WHAT IS NEEDED - Each entry needs to appear again, retyped exactly as it is below.
::: TASK INPUTS :::
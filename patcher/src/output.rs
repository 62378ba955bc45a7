//! Output formatting for the patcher CLI.
//!
//! Progress and failure lines go to stderr; nothing here is machine-readable.

use crate::error::PatchError;
use std::io::Write;
use std::path::Path;

/// Write a line to stderr, ignoring write failures.
pub fn write_stderr_line(stderr: &mut dyn Write, message: impl std::fmt::Display) {
    if writeln!(stderr, "{message}").is_err() {
        // Best-effort logging; ignore write failures.
    }
}

/// Format the one-line report for a failed run.
///
/// # Example
///
/// ```
/// use warpatch::error::PatchError;
/// use warpatch::output::failure_message;
/// use warpatch::repack::RepackError;
///
/// let err = PatchError::from(RepackError::Io(std::io::Error::other("disk full")));
/// assert_eq!(
///     failure_message(&err),
///     "Error rezipping WAR file: repack I/O error: disk full"
/// );
/// ```
#[must_use]
pub fn failure_message(err: &PatchError) -> String {
    format!("Error {}: {err}", err.stage())
}

/// Format the success message shown after the WAR has been rebuilt.
///
/// # Example
///
/// ```
/// use std::path::Path;
/// use warpatch::output::success_message;
///
/// let msg = success_message(2, Path::new("new.war"));
/// assert!(msg.contains("2 libraries"));
/// ```
#[must_use]
pub fn success_message(library_count: usize, output: &Path) -> String {
    let noun = if library_count == 1 {
        "library"
    } else {
        "libraries"
    };
    format!("Patched {library_count} {noun} into {}", output.display())
}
:::
YOUR RESPONSE -
filename patcher/src/output.rs
repository 62378ba955bc45a7
//! Output formatting for the patcher CLI.
//!
//! Progress and failure lines go to stderr; nothing here is machine-readable.

use crate::error::PatchError;
use std::io::Write;
use std::path::Path;

/// Write a line to stderr, ignoring write failures.
pub fn write_stderr_line(stderr: &mut dyn Write, message: impl std::fmt::Display) {
    if writeln!(stderr, "{message}").is_err() {
        // Best-effort logging; ignore write failures.
    }
}

/// Format the one-line report for a failed run.
///
/// # Example
///
/// ```
/// use warpatch::error::PatchError;
/// use warpatch::output::failure_message;
/// use warpatch::repack::RepackError;
///
/// let err = PatchError::from(RepackError::Io(std::io::Error::other("disk full")));
/// assert_eq!(
///     failure_message(&err),
///     "Error rezipping WAR file: repack I/O error: disk full"
/// );
/// ```
#[must_use]
pub fn failure_message(err: &PatchError) -> String {
    format!("Error {}: {err}", err.stage())
}

/// Format the success message shown after the WAR has been rebuilt.
///
/// # Example
///
/// ```
/// use std::path::Path;
/// use warpatch::output::success_message;
///
/// let msg = success_message(2, Path::new("new.war"));
/// assert!(msg.contains("2 libraries"));
/// ```
#[must_use]
pub fn success_message(library_count: usize, output: &Path) -> String {
    let noun = if library_count == 1 {
        "library"
    } else {
        "libraries"
    };
    format!("Patched {library_count} {noun} into {}", output.display())
}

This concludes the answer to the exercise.